I stopped blaming myself when I realised that what feels and sounds like guilt is actually your mind inventing alternative fantasy scenarios. Survivor’s guilt – if only I’d done this, that – is about inventing a new reality. You only have to twist the narrative a tiny bit so that in your head there’s a different outcome, where Tony doesn’t have to die. You’re happy to blame yourself if you get a version of events in your head that tells you he could still be alive.

Grieving starts with acceptance

I’ll never forget my brother holding my hand, and saying: there was nothing you could have done. I remember realising he was telling the truth, then thinking: where is the relief; I should feel flooded with it. But I feel much, much worse than I did 60 seconds ago when I thought it was my fault. Now I was having to accept that he was dead. And my mind went back to the scene on the beach, exactly like a stage set, with someone turning down the lights, to complete darkness. And the play is over. Survivors’ guilt is about saying: the story is still going! It just needs to be tweaked. It was easier for me to do this than for my son, Jake, because he was only four.

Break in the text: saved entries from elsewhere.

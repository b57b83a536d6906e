use clap::Parser;
use log::{error, info, warn};
use smart_village::config::{self, Config};
use smart_village::simulation::Village;
use tokio::signal;

#[derive(Parser)]
#[command(name = "smart-village")]
#[command(about = "Run the smart village: facility servers, actuators and supervisor")]
struct Cli {
    /// Address every facility server binds to
    #[arg(long, env = "VILLAGE_BIND_HOST")]
    bind_host: Option<String>,

    /// Seconds to run before shutting down (0 runs until Ctrl+C)
    #[arg(long, env = "SIMULATION_LIFETIME_SECS")]
    lifetime: Option<u64>,

    /// Print the final report as JSON
    #[arg(long)]
    json: bool,
}

fn init_logger() {
    env_logger::Builder::from_env(env_logger::Env::default().default_filter_or("info"))
        .format_timestamp_millis()
        .init();
}

#[tokio::main]
async fn main() {
    // Load .env file before anything else
    config::load_dotenv();
    let cli = Cli::parse();

    init_logger();
    info!("Starting Smart Village");

    let mut config = Config::from_env();
    if let Some(host) = cli.bind_host {
        config.network.bind_host = host;
    }
    if let Some(lifetime) = cli.lifetime {
        config.simulation.lifetime_secs = lifetime;
    }

    info!("Configuration loaded:");
    info!("  Bind host: {}", config.network.bind_host);
    info!(
        "  Ports: lagoon {}, olympic {}, children {}, entrance {}, exit {}",
        config.network.relaxing_lagoon_port,
        config.network.olympic_pool_port,
        config.network.children_pool_port,
        config.network.entrance_port,
        config.network.exit_port
    );
    info!(
        "  Heating pump: below {} ramp to {}",
        config.heating_pump.low_threshold, config.heating_pump.ideal_value
    );
    info!(
        "  Chlorine mixer: below {} ramp to {}",
        config.chlorine_mixer.low_threshold, config.chlorine_mixer.ideal_value
    );

    let village = match Village::start(&config).await {
        Ok(village) => village,
        Err(e) => {
            error!("Failed to start the village: {}", e);
            std::process::exit(1);
        }
    };

    match config.lifetime() {
        Some(lifetime) => {
            info!("Running for {}s, press Ctrl+C to stop early", lifetime.as_secs());
            tokio::select! {
                _ = tokio::time::sleep(lifetime) => info!("Simulation lifetime reached"),
                _ = wait_for_ctrl_c() => {}
            }
        }
        None => {
            info!("Running until Ctrl+C");
            wait_for_ctrl_c().await;
        }
    }

    let report = village.shutdown().await;

    for reading in &report.readings {
        info!(
            "  {} {}: {} after {} writes",
            reading.facility, reading.path, reading.state, reading.writes
        );
    }
    for actuator in &report.actuators {
        info!(
            "  {}: {} corrections, {} writes, {} failed",
            actuator.name,
            actuator.stats.corrections,
            actuator.stats.writes,
            actuator.stats.failed_writes
        );
    }
    for monitor in &report.monitors {
        match monitor.last_value {
            Some(value) => info!(
                "  {}: last {}, {} overrides",
                monitor.label, value, monitor.overrides
            ),
            None => warn!("  {}: never reported", monitor.label),
        }
    }

    if cli.json {
        match serde_json::to_string_pretty(&report) {
            Ok(json) => println!("{}", json),
            Err(e) => error!("Failed to encode report: {}", e),
        }
    }

    info!("Smart Village stopped");
}

async fn wait_for_ctrl_c() {
    match signal::ctrl_c().await {
        Ok(()) => info!("Received shutdown signal"),
        Err(e) => {
            error!("Failed to listen for shutdown signal: {}", e);
            std::future::pending::<()>().await;
        }
    }
}
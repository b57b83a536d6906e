//! Client for one resource on a remote [`ResourceServer`](super::ResourceServer).

use super::{
    Code, MAX_DATAGRAM, Message, MessageType, Retransmission, Transmitter, WELL_KNOWN_CORE,
    log_received,
};
use crate::error::{Result, VillageError};
use crate::observe::{Delivery, NotificationSink, Observer, ResourceClient, Subscription};
use crate::resource::{Notification, payload};
use crate::sensors::SensorState;
use async_trait::async_trait;
use chrono::Utc;
use log::{debug, error, info, warn};
use parking_lot::Mutex;
use std::collections::HashMap;
use std::net::SocketAddr;
use std::sync::Arc;
use std::time::{Duration, Instant};
use tokio::net::{ToSocketAddrs, UdpSocket};
use tokio::sync::mpsc;
use tokio::task::JoinHandle;

/// Notifications older than this are accepted regardless of their sequence.
const FRESHNESS_WINDOW: Duration = Duration::from_secs(128);
const SEQUENCE_HALF_RANGE: u32 = 1 << 23;

struct RemoteObservation {
    sink: NotificationSink,
    last: Option<(u32, Instant)>,
}

impl RemoteObservation {
    /// Reordering check for 24-bit observe sequence numbers.
    fn is_fresh(&self, sequence: u32) -> bool {
        let Some((last, at)) = self.last else {
            return true;
        };
        (last < sequence && sequence - last < SEQUENCE_HALF_RANGE)
            || (last > sequence && last - sequence > SEQUENCE_HALF_RANGE)
            || at.elapsed() > FRESHNESS_WINDOW
    }
}

#[derive(Default)]
struct Observations {
    by_token: Mutex<HashMap<Vec<u8>, RemoteObservation>>,
}

impl Observations {
    /// Hand a notification to the observation owning its token.
    /// Returns false for unknown tokens.
    fn route(&self, path: &str, message: &Message) -> bool {
        let mut by_token = self.by_token.lock();
        let Some(observation) = by_token.get_mut(&message.token) else {
            return false;
        };

        if message.code.is_error() || message.observe().is_none() {
            let reason = format!("observation of {} ended with {}", path, message.code);
            let _ = observation.sink.send(Delivery::Lost(reason));
            by_token.remove(&message.token);
            return true;
        }

        let sequence = message.observe().unwrap_or_default();
        if !observation.is_fresh(sequence) {
            debug!("[CoAP] stale notification {} for {} dropped", sequence, path);
            return true;
        }

        match payload::decode_reading(&message.payload) {
            Ok(state) => {
                observation.last = Some((sequence, Instant::now()));
                let notification = Notification {
                    path: path.to_string(),
                    sequence: sequence as u64,
                    state,
                    at: Utc::now(),
                };
                let _ = observation.sink.send(Delivery::Update(notification));
            }
            Err(e) => warn!("[CoAP] unreadable notification for {}: {}", path, e),
        }
        true
    }

    fn forget(&self, token: &[u8]) {
        self.by_token.lock().remove(token);
    }

    /// The socket failed: every live observation ends.
    fn socket_failed(&self, peer: SocketAddr, error: &std::io::Error) {
        error!("[CoAP] error receiving from {}: {}", peer, error);
        self.lose_all(&error.to_string());
    }

    fn lose_all(&self, reason: &str) {
        let lost: Vec<RemoteObservation> = self.by_token.lock().drain().map(|(_, o)| o).collect();
        for observation in lost {
            let _ = observation.sink.send(Delivery::Lost(reason.to_string()));
        }
    }
}

/// Socket side of a client: the receive loop and the observations it feeds.
///
/// Shared by the client and by every subscription opened through it, so
/// the loop keeps running until the last of them is gone.
struct Connection {
    transmitter: Arc<Transmitter>,
    observations: Arc<Observations>,
    receiver: JoinHandle<()>,
}

impl Drop for Connection {
    fn drop(&mut self) {
        self.receiver.abort();
        self.observations.lose_all("client closed");
    }
}

/// Reaches one resource path on one server.
pub struct CoapClient {
    peer: SocketAddr,
    path: String,
    connection: Arc<Connection>,
}

impl CoapClient {
    pub async fn connect(addr: impl ToSocketAddrs, path: impl Into<String>) -> Result<Self> {
        Self::connect_with(addr, path, Retransmission::default()).await
    }

    pub async fn connect_with(
        addr: impl ToSocketAddrs,
        path: impl Into<String>,
        retransmission: Retransmission,
    ) -> Result<Self> {
        let peer = tokio::net::lookup_host(addr)
            .await
            .map_err(|e| VillageError::Connect(e.to_string()))?
            .next()
            .ok_or_else(|| VillageError::Connect("address resolved to nothing".to_string()))?;
        let local = if peer.is_ipv4() { "0.0.0.0:0" } else { "[::]:0" };
        let socket = Arc::new(UdpSocket::bind(local).await?);
        let path = path.into();

        let transmitter = Arc::new(Transmitter::new(socket.clone(), retransmission));
        let observations = Arc::new(Observations::default());
        let receiver = tokio::spawn(receive(
            socket,
            peer,
            path.clone(),
            transmitter.clone(),
            observations.clone(),
        ));
        debug!("[CoAP] client for coap://{}{} ready", peer, path);

        Ok(Self {
            peer,
            path,
            connection: Arc::new(Connection {
                transmitter,
                observations,
                receiver,
            }),
        })
    }

    pub fn peer(&self) -> SocketAddr {
        self.peer
    }

    /// Fetch the server's CoRE link-format resource listing.
    pub async fn discover(&self) -> Result<String> {
        let reply = self.exchange(Code::GET, WELL_KNOWN_CORE, Vec::new()).await?;
        match reply.code {
            Code::CONTENT => Ok(String::from_utf8_lossy(&reply.payload).into_owned()),
            code => Err(self.unexpected(WELL_KNOWN_CORE, code, &reply)),
        }
    }

    async fn exchange(&self, code: Code, path: &str, payload: Vec<u8>) -> Result<Message> {
        let mut request = Message::request(
            MessageType::Confirmable,
            code,
            self.connection.transmitter.next_message_id(),
            new_token(),
            path,
        );
        request.payload = payload;
        let reply = self.connection.transmitter.send_confirmable(&request, self.peer).await?;
        if reply.mtype == MessageType::Reset {
            return Err(VillageError::Transport(format!(
                "{} reset the request for {}",
                self.peer, path
            )));
        }
        Ok(reply)
    }

    fn unexpected(&self, path: &str, code: Code, reply: &Message) -> VillageError {
        let diagnostic = String::from_utf8_lossy(&reply.payload);
        match code {
            Code::NOT_FOUND => VillageError::ResourceNotFound(format!("coap://{}{}", self.peer, path)),
            Code::METHOD_NOT_ALLOWED => VillageError::MethodNotAllowed(path.to_string()),
            Code::INTERNAL_SERVER_ERROR => VillageError::WriteFailure(diagnostic.into_owned()),
            code => VillageError::UnexpectedResponse(format!("{} {}", code, diagnostic)),
        }
    }
}

#[async_trait]
impl ResourceClient for CoapClient {
    fn path(&self) -> &str {
        &self.path
    }

    fn describe(&self) -> String {
        format!("coap://{}{}", self.peer, self.path)
    }

    async fn get(&self) -> Result<SensorState> {
        let reply = self.exchange(Code::GET, &self.path, Vec::new()).await?;
        match reply.code {
            Code::CONTENT => payload::decode_reading(&reply.payload),
            code => Err(self.unexpected(&self.path, code, &reply)),
        }
    }

    async fn post(&self, body: &[u8]) -> Result<()> {
        let reply = self.exchange(Code::POST, &self.path, body.to_vec()).await?;
        match reply.code {
            Code::CHANGED => Ok(()),
            code => Err(self.unexpected(&self.path, code, &reply)),
        }
    }

    async fn observe(&self, observer: Arc<dyn Observer>) -> Result<Subscription> {
        let token = new_token();
        let (tx, rx) = mpsc::unbounded_channel();
        self.connection.observations.by_token.lock().insert(
            token.clone(),
            RemoteObservation {
                sink: tx,
                last: None,
            },
        );

        let mut request = Message::request(
            MessageType::Confirmable,
            Code::GET,
            self.connection.transmitter.next_message_id(),
            token.clone(),
            &self.path,
        );
        request.set_observe(0);

        let sent = self
            .connection
            .transmitter
            .send_confirmable(&request, self.peer)
            .await;
        let reply = match sent {
            Ok(reply) if reply.code.is_success() && reply.observe().is_some() => reply,
            Ok(reply) => {
                self.connection.observations.forget(&token);
                return Err(VillageError::Connect(format!(
                    "{} refused observation ({})",
                    self.describe(),
                    reply.code
                )));
            }
            Err(e) => {
                self.connection.observations.forget(&token);
                return Err(VillageError::Connect(format!("{}: {}", self.describe(), e)));
            }
        };
        self.connection.observations.route(&self.path, &reply);
        info!("[CoAP] observing {}", self.describe());

        let connection = self.connection.clone();
        let peer = self.peer;
        let mut deregister = Message::request(
            MessageType::NonConfirmable,
            Code::GET,
            connection.transmitter.next_message_id(),
            token.clone(),
            &self.path,
        );
        deregister.set_observe(1);

        // The detach closure owns the connection, so the watch outlives the client.
        Ok(Subscription::spawn(self.path.clone(), observer, rx, move || {
            connection.observations.forget(&token);
            if let Ok(runtime) = tokio::runtime::Handle::try_current() {
                runtime.spawn(async move {
                    if let Err(e) = connection.transmitter.send(&deregister, peer).await {
                        debug!("[CoAP] deregistration to {} failed: {}", peer, e);
                    }
                });
            }
        }))
    }
}

fn new_token() -> Vec<u8> {
    rand::random::<[u8; 8]>().to_vec()
}

async fn receive(
    socket: Arc<UdpSocket>,
    peer: SocketAddr,
    path: String,
    transmitter: Arc<Transmitter>,
    observations: Arc<Observations>,
) {
    let mut buf = vec![0u8; MAX_DATAGRAM];
    loop {
        let (len, from) = match socket.recv_from(&mut buf).await {
            Ok(received) => received,
            Err(e) => {
                observations.socket_failed(peer, &e);
                tokio::time::sleep(Duration::from_millis(100)).await;
                continue;
            }
        };
        if from != peer {
            debug!("[CoAP] ignoring datagram from unexpected peer {}", from);
            continue;
        }
        log_received(&buf[..len], from);

        let message = match Message::decode(&buf[..len]) {
            Ok(message) => message,
            Err(e) => {
                warn!("[CoAP] undecodable datagram from {}: {}", from, e);
                continue;
            }
        };

        match message.mtype {
            MessageType::Acknowledgement | MessageType::Reset => {
                let mid = message.message_id;
                if !transmitter.complete(from, message) {
                    debug!("[CoAP] unmatched reply mid={} from {}", mid, from);
                }
            }
            MessageType::Confirmable => {
                let known = observations.route(&path, &message);
                let reply = if known {
                    Message::empty(MessageType::Acknowledgement, message.message_id)
                } else {
                    debug!("[CoAP] rejecting {} with unknown token", message);
                    Message::empty(MessageType::Reset, message.message_id)
                };
                if let Err(e) = transmitter.send(&reply, from).await {
                    warn!("[CoAP] failed to answer {}: {}", from, e);
                }
            }
            MessageType::NonConfirmable => {
                if !observations.route(&path, &message) {
                    debug!("[CoAP] ignoring {} with unknown token", message);
                }
            }
        }
    }
}
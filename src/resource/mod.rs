//! Observable resources: server-held sensor state with change fan-out.
//!
//! Every resource owns its state and its subscriber table behind a single
//! lock. A write replaces (or, for presence counters, appends to) the
//! state and pushes one [`Notification`] to every current subscriber
//! before the lock is released, so subscribers never see two writers'
//! updates interleaved and each subscriber sees writes in commit order.
//!
//! Delivery to a subscriber is a channel send; the subscriber's own task
//! (see [`crate::observe::Subscription`]) runs the callback, so a slow
//! subscriber never stalls the writer or the other subscribers.

pub mod payload;

use crate::error::{Result, VillageError};
use crate::observe::{Delivery, NotificationSink};
use crate::sensors::{PresenceLog, SensorKind, SensorState};
use chrono::{DateTime, Utc};
use log::{debug, info};
use parking_lot::Mutex;
use std::collections::BTreeMap;
use std::sync::atomic::{AtomicU64, Ordering};
use std::time::Duration;

pub const IMMERSION_TEMP_PATH: &str = "/ImmersionTempResource";
pub const CHLORINE_PATH: &str = "/ChlorineResource";
pub const PRESENCE_PATH: &str = "/PresenceResource";

/// How long a GET response may be cached before a fresh read is warranted.
pub const DEFAULT_MAX_AGE: Duration = Duration::from_secs(10);

pub type SubscriberId = u64;

/// One pushed update.
#[derive(Debug, Clone, PartialEq)]
pub struct Notification {
    pub path: String,
    /// Write counter of the resource at the time of the push.
    pub sequence: u64,
    pub state: SensorState,
    pub at: DateTime<Utc>,
}

/// Change acknowledgment returned by a successful write.
#[derive(Debug, Clone, Copy, PartialEq)]
pub struct Ack {
    pub sequence: u64,
    pub state: SensorState,
    pub notified: usize,
}

enum Store {
    Scalar(SensorState),
    Presence(PresenceLog),
}

impl Store {
    fn snapshot(&self) -> SensorState {
        match self {
            Store::Scalar(state) => *state,
            Store::Presence(log) => SensorState::count(log.len()),
        }
    }
}

struct Inner {
    store: Store,
    sequence: u64,
    subscribers: BTreeMap<SubscriberId, NotificationSink>,
}

/// A network-addressable piece of sensor state.
pub struct ObservableResource {
    path: String,
    max_age: Duration,
    next_subscriber: AtomicU64,
    inner: Mutex<Inner>,
}

impl ObservableResource {
    fn with_store(path: impl Into<String>, store: Store) -> Self {
        Self {
            path: path.into(),
            max_age: DEFAULT_MAX_AGE,
            next_subscriber: AtomicU64::new(1),
            inner: Mutex::new(Inner {
                store,
                sequence: 0,
                subscribers: BTreeMap::new(),
            }),
        }
    }

    /// Create a resource holding a single scalar reading.
    pub fn scalar(path: impl Into<String>, initial: SensorState) -> Self {
        Self::with_store(path, Store::Scalar(initial))
    }

    /// Create a presence counter backed by an empty append-only log.
    pub fn presence(path: impl Into<String>) -> Self {
        Self::with_store(path, Store::Presence(PresenceLog::new()))
    }

    pub fn immersion_temperature(celsius: f64) -> Self {
        Self::scalar(IMMERSION_TEMP_PATH, SensorState::temperature(celsius))
    }

    pub fn chlorine(concentration: f64) -> Self {
        Self::scalar(CHLORINE_PATH, SensorState::concentration(concentration))
    }

    pub fn presence_counter() -> Self {
        Self::presence(PRESENCE_PATH)
    }

    pub fn with_max_age(mut self, max_age: Duration) -> Self {
        self.max_age = max_age;
        self
    }

    pub fn path(&self) -> &str {
        &self.path
    }

    /// Resource name without the leading slash, as advertised in discovery.
    pub fn title(&self) -> &str {
        self.path.trim_start_matches('/')
    }

    pub fn max_age(&self) -> Duration {
        self.max_age
    }

    pub fn kind(&self) -> SensorKind {
        self.inner.lock().store.snapshot().kind
    }

    /// Current state. Presence counters report their entry count.
    pub fn read(&self) -> SensorState {
        self.inner.lock().store.snapshot()
    }

    /// Number of writes committed so far.
    pub fn sequence(&self) -> u64 {
        self.inner.lock().sequence
    }

    pub fn subscriber_count(&self) -> usize {
        self.inner.lock().subscribers.len()
    }

    /// Replace the scalar state and notify every subscriber.
    ///
    /// Fails with `MalformedPayload` when the value is not finite, when the
    /// state's kind does not match the resource, or when called on a
    /// presence counter (use [`add_entry`](Self::add_entry) there).
    pub fn write(&self, state: SensorState) -> Result<Ack> {
        if !state.value.is_finite() {
            return Err(VillageError::MalformedPayload(format!(
                "{} cannot hold {}",
                self.path, state.value
            )));
        }
        let mut inner = self.inner.lock();
        match &mut inner.store {
            Store::Scalar(current) if current.kind == state.kind => *current = state,
            Store::Scalar(current) => {
                return Err(VillageError::MalformedPayload(format!(
                    "{} holds {} readings, got {}",
                    self.path, current.kind, state.kind
                )));
            }
            Store::Presence(_) => {
                return Err(VillageError::MalformedPayload(format!(
                    "{} only accepts entry identifiers",
                    self.path
                )));
            }
        }
        Ok(self.commit(&mut inner))
    }

    /// Append an identifier to a presence counter and notify every subscriber.
    pub fn add_entry(&self, id: i32) -> Result<Ack> {
        let mut inner = self.inner.lock();
        let Store::Presence(log) = &mut inner.store else {
            return Err(VillageError::MalformedPayload(format!(
                "{} does not record entries",
                self.path
            )));
        };
        let count = log.add_entry(id);
        info!("[Resource] {} added identifier {} ({} entries)", self.path, id, count);
        Ok(self.commit(&mut inner))
    }

    /// Apply an encoded write body.
    ///
    /// The body is decoded before the state is touched, so a malformed
    /// body leaves the state unchanged and produces no notifications.
    pub fn post(&self, body: &[u8]) -> Result<Ack> {
        let kind = self.kind();
        if kind == SensorKind::Count {
            let id = payload::decode_entry(body)?;
            self.add_entry(id)
        } else {
            let state = payload::decode_state(kind, body)?;
            self.write(state)
        }
    }

    /// Register a subscriber.
    ///
    /// The current state is pushed to the new subscriber right away, so a
    /// late subscriber starts from the same state a GET would return.
    /// If `sink` is already closed nothing is registered and the returned
    /// id refers to no subscriber.
    pub fn subscribe(&self, sink: NotificationSink) -> SubscriberId {
        let id = self.next_subscriber.fetch_add(1, Ordering::SeqCst);
        let mut inner = self.inner.lock();
        let initial = Notification {
            path: self.path.clone(),
            sequence: inner.sequence,
            state: inner.store.snapshot(),
            at: Utc::now(),
        };
        if sink.send(Delivery::Update(initial)).is_ok() {
            inner.subscribers.insert(id, sink);
            debug!(
                "[Resource] {} subscriber {} registered ({} total)",
                self.path,
                id,
                inner.subscribers.len()
            );
        }
        id
    }

    /// Remove a subscriber. Returns whether it was still registered.
    pub fn unsubscribe(&self, id: SubscriberId) -> bool {
        let removed = self.inner.lock().subscribers.remove(&id).is_some();
        if removed {
            debug!("[Resource] {} subscriber {} removed", self.path, id);
        }
        removed
    }

    /// Bump the write counter and fan the new state out. Caller holds the lock.
    fn commit(&self, inner: &mut Inner) -> Ack {
        inner.sequence += 1;
        let state = inner.store.snapshot();
        let notification = Notification {
            path: self.path.clone(),
            sequence: inner.sequence,
            state,
            at: Utc::now(),
        };

        // A closed sink means the watcher went away without unsubscribing.
        inner.subscribers.retain(|id, sink| {
            let alive = sink.send(Delivery::Update(notification.clone())).is_ok();
            if !alive {
                debug!("[Resource] {} dropping abandoned subscriber {}", self.path, id);
            }
            alive
        });

        debug!(
            "[Resource] {} now {} (seq {}, {} subscribers notified)",
            self.path,
            state,
            inner.sequence,
            inner.subscribers.len()
        );

        Ack {
            sequence: inner.sequence,
            state,
            notified: inner.subscribers.len(),
        }
    }
}

#[cfg(test)]
mod tests {
    use super::*;
    use tokio::sync::mpsc;

    fn drain(rx: &mut mpsc::UnboundedReceiver<Delivery>) -> Vec<Notification> {
        let mut out = Vec::new();
        while let Ok(delivery) = rx.try_recv() {
            if let Delivery::Update(n) = delivery {
                out.push(n);
            }
        }
        out
    }

    #[test]
    fn test_read_without_subscribers() {
        let resource = ObservableResource::immersion_temperature(17.0);
        assert_eq!(resource.read(), SensorState::temperature(17.0));
        assert_eq!(resource.subscriber_count(), 0);
        assert_eq!(resource.title(), "ImmersionTempResource");
    }

    #[test]
    fn test_subscribe_delivers_current_state() {
        let resource = ObservableResource::chlorine(0.4);
        let (tx, mut rx) = mpsc::unbounded_channel();
        resource.subscribe(tx);

        let received = drain(&mut rx);
        assert_eq!(received.len(), 1);
        assert_eq!(received[0].state, SensorState::concentration(0.4));
        assert_eq!(received[0].sequence, 0);
    }

    #[test]
    fn test_write_reaches_every_subscriber_once() {
        let resource = ObservableResource::immersion_temperature(17.0);
        let mut receivers = Vec::new();
        for _ in 0..3 {
            let (tx, mut rx) = mpsc::unbounded_channel();
            resource.subscribe(tx);
            drain(&mut rx);
            receivers.push(rx);
        }

        let ack = resource.write(SensorState::temperature(21.0)).unwrap();
        assert_eq!(ack.sequence, 1);
        assert_eq!(ack.notified, 3);

        for rx in receivers.iter_mut() {
            let received = drain(rx);
            assert_eq!(received.len(), 1);
            assert_eq!(received[0].state, SensorState::temperature(21.0));
            assert_eq!(received[0].sequence, 1);
        }
    }

    #[test]
    fn test_unsubscribe_is_idempotent() {
        let resource = ObservableResource::immersion_temperature(17.0);
        let (tx, mut rx) = mpsc::unbounded_channel();
        let id = resource.subscribe(tx);
        drain(&mut rx);

        assert!(resource.unsubscribe(id));
        assert!(!resource.unsubscribe(id));

        resource.write(SensorState::temperature(18.0)).unwrap();
        assert!(drain(&mut rx).is_empty());
    }

    #[test]
    fn test_closed_sink_is_dropped_on_write() {
        let resource = ObservableResource::immersion_temperature(17.0);
        let (tx, rx) = mpsc::unbounded_channel();
        resource.subscribe(tx);
        assert_eq!(resource.subscriber_count(), 1);
        drop(rx);

        let ack = resource.write(SensorState::temperature(18.0)).unwrap();
        assert_eq!(ack.notified, 0);
        assert_eq!(resource.subscriber_count(), 0);
    }

    #[test]
    fn test_malformed_post_is_a_no_op() {
        let resource = ObservableResource::immersion_temperature(17.0);
        let (tx, mut rx) = mpsc::unbounded_channel();
        resource.subscribe(tx);
        drain(&mut rx);

        let err = resource.post(br#"{"temp": 30}"#).unwrap_err();
        assert!(matches!(err, VillageError::MalformedPayload(_)));
        assert_eq!(resource.read(), SensorState::temperature(17.0));
        assert_eq!(resource.sequence(), 0);
        assert!(drain(&mut rx).is_empty());
    }

    #[test]
    fn test_write_rejects_wrong_kind() {
        let resource = ObservableResource::chlorine(1.0);
        let err = resource.write(SensorState::temperature(25.0)).unwrap_err();
        assert!(matches!(err, VillageError::MalformedPayload(_)));
        assert_eq!(resource.read(), SensorState::concentration(1.0));

        let presence = ObservableResource::presence_counter();
        assert!(presence.write(SensorState::count(3)).is_err());
        assert!(resource.add_entry(1).is_err());
    }

    #[test]
    fn test_write_rejects_non_finite_values() {
        let resource = ObservableResource::immersion_temperature(17.0);
        let (tx, mut rx) = mpsc::unbounded_channel();
        resource.subscribe(tx);
        drain(&mut rx);

        for value in [f64::NAN, f64::INFINITY, f64::NEG_INFINITY] {
            let err = resource.write(SensorState::temperature(value)).unwrap_err();
            assert!(matches!(err, VillageError::MalformedPayload(_)));
        }
        assert_eq!(resource.read(), SensorState::temperature(17.0));
        assert_eq!(resource.sequence(), 0);
        assert!(drain(&mut rx).is_empty());
    }

    #[test]
    fn test_subscribe_with_closed_sink_registers_nothing() {
        let resource = ObservableResource::chlorine(1.0);
        let (tx, rx) = mpsc::unbounded_channel();
        drop(rx);
        let id = resource.subscribe(tx);
        assert_eq!(resource.subscriber_count(), 0);
        assert!(!resource.unsubscribe(id));
    }

    #[test]
    fn test_presence_count_matches_successful_posts() {
        let resource = ObservableResource::presence_counter();
        let (tx, mut rx) = mpsc::unbounded_channel();
        resource.subscribe(tx);

        let bodies: [&[u8]; 6] = [b"5", b"6", b"oops", b"7", b"", b"5"];
        let mut successes = 0;
        let mut last = 0.0;
        for body in bodies {
            if resource.post(body).is_ok() {
                successes += 1;
            }
            let count = resource.read().value;
            assert!(count >= last);
            last = count;
        }

        assert_eq!(successes, 4);
        assert_eq!(resource.read(), SensorState::count(4));
        let counts: Vec<f64> = drain(&mut rx).iter().map(|n| n.state.value).collect();
        assert_eq!(counts, vec![0.0, 1.0, 2.0, 3.0, 4.0]);
    }

    #[test]
    fn test_concurrent_writes_are_serialized() {
        use std::sync::Arc;

        let resource = Arc::new(ObservableResource::immersion_temperature(0.0));
        let (tx, mut rx) = mpsc::unbounded_channel();
        resource.subscribe(tx);

        let handles: Vec<_> = (0..4)
            .map(|t| {
                let resource = resource.clone();
                std::thread::spawn(move || {
                    for i in 0..50 {
                        resource
                            .write(SensorState::temperature((t * 100 + i) as f64))
                            .unwrap();
                    }
                })
            })
            .collect();
        for handle in handles {
            handle.join().unwrap();
        }

        let sequences: Vec<u64> = drain(&mut rx).iter().map(|n| n.sequence).collect();
        assert_eq!(sequences, (0..=200).collect::<Vec<u64>>());
        assert_eq!(resource.sequence(), 200);
    }
}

At the weekend, we were talking about Tony and my younger son said: “Whose fault is it that he died?”. Jake’s answer, for the first time, was: “Joe – it was the sea’s fault”. Instead of saying it was his fault. It was the most amazing, heart-stopping moment to hear him saying that so calmly, while sat in the car. Then the next second they were playing Batman. I don’t know if that will be his answer next time, though, as it’s always in flux.

When we returned home from Jamaica, two years ago, I really couldn’t cope. For the first five weeks, my brother Tom moved in – partly to help with the funeral plans. Then my friends and family organised a visitors’ rota so that we were never alone. It wasn’t until late August, three months later, that we had our first night just the three of us together without anybody staying.

People from the boys’ nursery were incredible. We hadn’t been here long, but people were amazing. All those clichés about the strength of rural communities were confirmed. It would have been easier to be in London where I’d lived for years, in some ways, but I don’t think someone from my local pub would have mowed the lawn, or left lasagne on the doorstep. London nursery owners probably wouldn’t have come to clean the house.

Our builders were also amazing. They’d been renovating for me and Tony. But suddenly we returned from Jamaica and everything was different. They were great: they got on with the project and made decisions. When I could barely clean my teeth, it was impossible to make decisions about architrave. One of the builders feels like part of the family; I felt so indebted to him, he now uses one of our barns as a workshop. It’s nice for boys to have a bloke around with tools.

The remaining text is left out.